EXERCISE => Copy each line of the records below that mentions the word "Apple".

** Opening EXCERPTED RECORDS block **

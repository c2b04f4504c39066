// src/platform/mod.rs

// Per-target constants and the few calls whose shape differs between kernels.
#[cfg(target_os = "linux")]
pub mod linux;

#[cfg(target_os = "macos")]
pub mod macos;

#[cfg(not(any(target_os = "linux", target_os = "macos")))]
compile_error!("pty-launcher supports Linux and macOS targets only");

#[cfg(target_os = "linux")]
pub use linux::*;

#[cfg(target_os = "macos")]
pub use macos::*;

use std::os::fd::RawFd;

/// Upper bound on descriptors scanned when the table limit is effectively unlimited.
const DESCRIPTOR_SCAN_CEILING: libc::c_long = 1 << 16;

/// Fallback when `sysconf(_SC_OPEN_MAX)` reports nothing usable.
const DEFAULT_DESCRIPTOR_TABLE_SIZE: RawFd = 1024;

/// The operating-system family, which decides the runtime library and the
/// numeric values of terminal ioctl requests.
#[derive(Debug, Clone, Copy, PartialEq, Eq, Hash)]
pub enum OsFamily {
  Linux,
  Apple,
}

impl OsFamily {
  /// The family this binary was compiled for.
  pub const fn current() -> Self {
    FAMILY
  }

  /// Name of the C runtime that exports the dynamically resolved entry points.
  pub const fn runtime_library(self) -> &'static str {
    match self {
      OsFamily::Linux => "libc.so.6",
      OsFamily::Apple => "/usr/lib/libSystem.B.dylib",
    }
  }
}

/// Size of the process descriptor table, capped so close loops stay bounded.
pub fn descriptor_table_size() -> RawFd {
  let size = unsafe { libc::sysconf(libc::_SC_OPEN_MAX) };
  if size <= 0 {
    DEFAULT_DESCRIPTOR_TABLE_SIZE
  } else {
    size.min(DESCRIPTOR_SCAN_CEILING) as RawFd
  }
}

** Closing EXCERPTED RECORDS block **

RESPONSE =>
  Apple,
      OsFamily::Apple => "/usr/lib/libSystem.B.dylib",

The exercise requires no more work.